### Description of the task
When a line of the records contains "xlsx", copy it.

### Records drawn from a dataset
-------------------------
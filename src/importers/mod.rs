pub mod csv;
pub mod error;
pub mod file_format;
pub mod xlsx;

pub use error::ParseError;
pub use file_format::FileFormat;

use crate::datamodel::{RawCell, RawTable};

/// Parses an uploaded file into headers and data rows.
///
/// The format is picked from the file name. Nothing is kept between calls.
pub async fn parse_file(file_name: &str, bytes: &[u8]) -> Result<RawTable, ParseError> {
    let format = FileFormat::from_file_name(file_name)?;
    let grid = match format {
        FileFormat::Csv => csv::read_csv(bytes).await?,
        FileFormat::Xlsx | FileFormat::Xls => xlsx::read_workbook_async(bytes.to_vec()).await?,
    };
    let table = build_raw_table(grid)?;
    tracing::debug!(
        file_name,
        %format,
        headers = table.headers.len(),
        rows = table.total_rows,
        "Parsed file"
    );
    Ok(table)
}

fn is_blank_row(row: &[RawCell]) -> bool {
    row.iter().all(RawCell::is_blank)
}

/// Turns a cell grid into a table: blank rows go, the first remaining row
/// becomes the header row.
///
/// Headers are trimmed. A header left empty is removed along with its
/// cells in every row, so positions keep matching headers.
pub fn build_raw_table(grid: Vec<Vec<RawCell>>) -> Result<RawTable, ParseError> {
    let mut rows = grid.into_iter().filter(|row| !is_blank_row(row));
    let header_row = rows.next().ok_or(ParseError::EmptyFile)?;

    let kept_positions: Vec<usize> = header_row
        .iter()
        .enumerate()
        .filter(|(_, cell)| !cell.is_blank())
        .map(|(position, _)| position)
        .collect();
    if kept_positions.is_empty() {
        return Err(ParseError::EmptySource);
    }
    let headers: Vec<String> = kept_positions
        .iter()
        .map(|position| header_row[*position].as_text().trim().to_string())
        .collect();

    // Cells beyond the header row are kept, ragged rows pass through
    let data_rows: Vec<Vec<RawCell>> = if kept_positions.len() == header_row.len() {
        rows.collect()
    } else {
        rows.map(|row| without_positions(row, &header_row, &kept_positions))
            .filter(|row| !is_blank_row(row))
            .collect()
    };

    Ok(RawTable::new(headers, data_rows))
}

/// Drops the cells sitting under blank headers.
fn without_positions(
    row: Vec<RawCell>,
    header_row: &[RawCell],
    kept_positions: &[usize],
) -> Vec<RawCell> {
    row.into_iter()
        .enumerate()
        .filter(|(position, _)| *position >= header_row.len() || kept_positions.contains(position))
        .map(|(_, cell)| cell)
        .collect()
}

#[cfg(test)]
mod tests {
    use super::*;

    fn row(values: &[&str]) -> Vec<RawCell> {
        values.iter().map(|value| RawCell::from(*value)).collect()
    }

    #[test]
    fn test_build_raw_table() {
        let grid = vec![
            row(&["", "  "]),
            row(&[" Produto ", "Quantidade"]),
            row(&["Alface", "150"]),
            row(&[" ", ""]),
            vec![RawCell::Null, RawCell::Null],
            row(&["Tomate"]),
            row(&["Cenoura", "80", "extra"]),
        ];
        let table = build_raw_table(grid).unwrap();
        assert_eq!(table.headers, vec!["Produto", "Quantidade"]);
        assert_eq!(table.total_rows, 3);
        assert_eq!(table.rows[1], row(&["Tomate"]));
        assert_eq!(table.rows[2].len(), 3);
    }

    #[test]
    fn test_blank_header_removes_its_column() {
        let grid = vec![
            row(&["A", "", "C"]),
            row(&["1", "2", "3"]),
            row(&["", "only here", ""]),
            row(&["4", "5", "6", "7"]),
        ];
        let table = build_raw_table(grid).unwrap();
        assert_eq!(table.headers, vec!["A", "C"]);
        assert_eq!(table.rows[0], row(&["1", "3"]));
        // The row only had a value under the blank header
        assert_eq!(table.total_rows, 2);
        assert_eq!(table.rows[1], row(&["4", "6", "7"]));
    }

    #[test]
    fn test_numeric_header() {
        let grid = vec![
            vec![RawCell::Number(2024.0), RawCell::from("Safra")],
            vec![RawCell::Number(1.0), RawCell::from("Soja")],
        ];
        let table = build_raw_table(grid).unwrap();
        assert_eq!(table.headers, vec!["2024", "Safra"]);
    }

    #[test]
    fn test_empty() {
        assert_eq!(build_raw_table(vec![]), Err(ParseError::EmptyFile));
        assert_eq!(
            build_raw_table(vec![row(&["", " "]), vec![RawCell::Null]]),
            Err(ParseError::EmptyFile)
        );
    }

    #[test]
    fn test_headers_only() {
        let table = build_raw_table(vec![row(&["A", "B"])]).unwrap();
        assert_eq!(table.headers, vec!["A", "B"]);
        assert_eq!(table.total_rows, 0);
    }

    #[tokio::test]
    async fn test_parse_file() {
        let table = parse_file("colheita.CSV", b"Produto,Quantidade\n\nAlface,150\n,\n")
            .await
            .unwrap();
        assert_eq!(table.headers, vec!["Produto", "Quantidade"]);
        assert_eq!(table.rows, vec![row(&["Alface", "150"])]);
    }

    #[tokio::test]
    async fn test_parse_file_errors() {
        assert!(matches!(
            parse_file("notas.txt", b"a,b").await,
            Err(ParseError::UnsupportedFormat { .. })
        ));
        assert_eq!(parse_file("vazio.csv", b"").await, Err(ParseError::EmptyFile));
        assert_eq!(
            parse_file("vazio.csv", b" , ,\n,,\n").await,
            Err(ParseError::EmptyFile)
        );
        assert!(matches!(
            parse_file("quebrado.xlsx", b"not a zip").await,
            Err(ParseError::ParseFailure { .. })
        ));
    }
}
-------------------------
### Exercise output
pub mod xlsx;
        FileFormat::Xlsx | FileFormat::Xls => xlsx::read_workbook_async(bytes.to_vec()).await?,
            parse_file("quebrado.xlsx", b"not a zip").await,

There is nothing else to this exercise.